I long-wrestled with whether or not I would share the following bit of news in the blogosphere until I’d weathered and successfully forged through the first 12 weeks or so, but it has been so hard to think of anything else, as my mind is preoccupied every waking moment of every day with the fact that I am currently playing host to a little parasite of the most wondrous kind possible.
The reason I’ve been visiting the doctors for so many tests in the last several weeks is because Monkey and I are pregnant (we’d been trying for close to 2 years!). We were overjoyed and stunned and marveling at the wonders of nature when we learned we were, indeed, pregnant (the day after Monkey’s family went home). We only shared the news with family and a few close friends when we first learned. That’s the protocol, isn’t it? Wait until you hit the 2nd trimester to share with the world? It’s really difficult to keep it all contained. Every burble, every stir, every bout of heartburn and sensitive sniffer syndrome, every minute of my day, I am reminded of this transformation going on within my body. So hard to keep it secret. Especially now.
The reason I’ve been in for so many tests (ultrasounds every week, blood tests galore) is that this pregnancy doesn’t seem to be faring as well as my ob/gyn would like to see (I went to see my doc in Chicago while we were there and I found a great new doc down here in SC this week). It took several weeks of ultrasounds and blood hormone-level monitoring (I’m going in for another blood test tomorrow) to bring them to the conclusion that we most probably will have a miscarriage.

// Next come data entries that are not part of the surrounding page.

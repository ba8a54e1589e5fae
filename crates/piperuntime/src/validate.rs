//! Structural checks performed before a flow is handed to the executor.

use crate::graph::FlowGraph;
use pipecore::{Flow, FlowDefError, InstructionSource, NodeId, ProcessResults, Value};
use serde::Serialize;
use std::collections::HashSet;

/// Where a validated flow starts and where it may end
#[derive(Debug, Clone, PartialEq, Eq)]
pub struct FlowPlan {
    pub start: NodeId,
    pub end_nodes: Vec<NodeId>,
}

/// Validate `flow` and compute its start node and end-node set.
///
/// Multi-node flows must have exactly one start node with outgoing edges,
/// end nodes with incoming edges, no isolated nodes and a path from the
/// start to at least one end. Every node must reference a known instruction
/// and set all required parameters.
pub fn validate_flow(
    flow: &Flow,
    instructions: &dyn InstructionSource,
) -> Result<FlowPlan, FlowDefError> {
    if flow.nodes.is_empty() {
        return Err(FlowDefError::Empty);
    }

    let node_ids: HashSet<&str> = flow.nodes.iter().map(|n| n.id.as_str()).collect();
    let mut connections = HashSet::new();
    for edge in &flow.edges {
        if edge.source == edge.target {
            return Err(FlowDefError::SelfLoop(edge.source.clone()));
        }
        for endpoint in [&edge.source, &edge.target] {
            if !node_ids.contains(endpoint.as_str()) {
                return Err(FlowDefError::DanglingEdge {
                    edge_id: edge.id.clone(),
                    node_id: endpoint.clone(),
                });
            }
        }
        if !connections.insert((edge.source.as_str(), edge.target.as_str())) {
            return Err(FlowDefError::DuplicateEdge {
                from: edge.source.clone(),
                to: edge.target.clone(),
            });
        }
    }

    let graph = FlowGraph::new(flow);

    let start = match graph.start_nodes().as_slice() {
        [] => return Err(FlowDefError::NoStartNode),
        [only] => only.id.clone(),
        many => {
            return Err(FlowDefError::MultipleStartNodes(
                many.iter().map(|n| n.id.clone()).collect(),
            ))
        }
    };

    let end_nodes: Vec<NodeId> = graph.end_nodes().iter().map(|n| n.id.clone()).collect();
    if end_nodes.is_empty() {
        return Err(FlowDefError::NoEndNode);
    }

    if flow.nodes.len() > 1 {
        if !graph.has_outgoing(&start) {
            return Err(FlowDefError::StartWithoutOutgoing(start));
        }
        if let Some(end) = end_nodes.iter().find(|id| !graph.has_incoming(id)) {
            return Err(FlowDefError::EndWithoutIncoming(end.clone()));
        }

        let isolated: Vec<NodeId> = flow
            .nodes
            .iter()
            .filter(|n| !graph.has_incoming(&n.id) && !graph.has_outgoing(&n.id))
            .map(|n| n.id.clone())
            .collect();
        if !isolated.is_empty() {
            return Err(FlowDefError::IsolatedNodes(isolated));
        }

        if !end_nodes.iter().any(|end| graph.has_path(&start, end)) {
            return Err(FlowDefError::NoPathToEnd);
        }
    }

    for node in &flow.nodes {
        let instruction = instructions
            .get_instruction_by_id(&node.instruction_id)
            .ok_or_else(|| FlowDefError::UnknownInstruction {
                node_id: node.id.clone(),
                instruction_id: node.instruction_id.clone(),
            })?;
        if let Some(missing) = instruction
            .parameters
            .iter()
            .find(|p| p.required && !node.params.contains_key(&p.name))
        {
            return Err(FlowDefError::MissingRequiredParam {
                node_id: node.id.clone(),
                param: missing.label.clone(),
            });
        }
    }

    if graph.is_cyclic() {
        tracing::warn!(
            "Flow {} contains a cycle; revisits will stop the run",
            flow.id
        );
    }

    Ok(FlowPlan { start, end_nodes })
}

/// A value an upstream node makes available to later nodes
#[derive(Debug, Clone, PartialEq, Serialize)]
#[serde(rename_all = "camelCase")]
pub struct Variable {
    /// Placeholder text, e.g. `{{n1.text}}`
    pub name: String,
    pub label: String,
    pub value: Value,
}

#[derive(Debug, Clone, PartialEq, Serialize)]
#[serde(rename_all = "camelCase")]
pub struct UpstreamNode {
    pub node_id: NodeId,
    pub instruction_id: String,
    pub node_name: String,
    pub variables: Vec<Variable>,
}

/// Every node that can reach `target`, nearest first, with the variables
/// its params expose. Labels come from the instruction schema when known.
pub fn upstream_variables(
    flow: &Flow,
    target: &str,
    instructions: &dyn InstructionSource,
) -> Result<Vec<UpstreamNode>, FlowDefError> {
    if flow.find_node(target).is_none() {
        return Err(FlowDefError::NodeNotFound(target.to_string()));
    }

    let graph = FlowGraph::new(flow);
    let nodes = graph
        .predecessors(target)
        .into_iter()
        .map(|node| {
            let instruction = instructions.get_instruction_by_id(&node.instruction_id);
            let mut names: Vec<&String> = node.params.keys().collect();
            names.sort();
            let variables = names
                .into_iter()
                .map(|param| {
                    let label = instruction
                        .as_ref()
                        .and_then(|i| i.find_parameter(param))
                        .map(|p| p.label.clone())
                        .unwrap_or_else(|| param.clone());
                    Variable {
                        name: format!("{{{{{}}}}}", ProcessResults::key(&node.id, param)),
                        label,
                        value: node.params[param].clone(),
                    }
                })
                .collect();
            UpstreamNode {
                node_id: node.id.clone(),
                instruction_id: node.instruction_id.clone(),
                node_name: node.display_name().to_string(),
                variables,
            }
        })
        .collect();

    Ok(nodes)
}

Monkey and I got the straight news from our new doc yesterday (he’s really great; I appreciate the no-hemming-and-hawing approach to what might happen). I think we handled this news well this week. The past 2.5 weeks in Chicago were nerve-wracking and tear-filled. I had been a real mess, crying about everything, worrying about what was going wrong, hating that the ultrasound technicians referred to things as “viability tests.” I understand on my brain’s level that this is their job; it’s all clinical and scientific and matter-of-fact. But while they were nonchalantly throwing phrases like “viability” around, Monkey and I were all the time thinking of this as our child, our big, wonderful, life-changing event. And it was too early for our Chicago ob/gyn to tell us under any certain terms whether we would or would not lose the baby. Yesterday gave our new doc enough biological info for him to surmise that the probability and likelihood of a miscarriage was high.
I’m still hoping against hope and looking at all glasses as half-full. If you wouldn’t mind just sending a few good vibes toward my belly today and hope that my tests tomorrow fare better, I would appreciate it so much.
I promise to bring less somber posts soon. I have a treasure trove of wonderful housewarming goodies that were awaiting Monkey and me on our return to SC that I’ll be posting soon (thank you all; you’re wonderful!!). And that great afternoon with RubberSol and family! I promise to do a writeup fitting for this fabulous family then.
Until then, my belly sends out hopeseeking vibes to you. Take good care!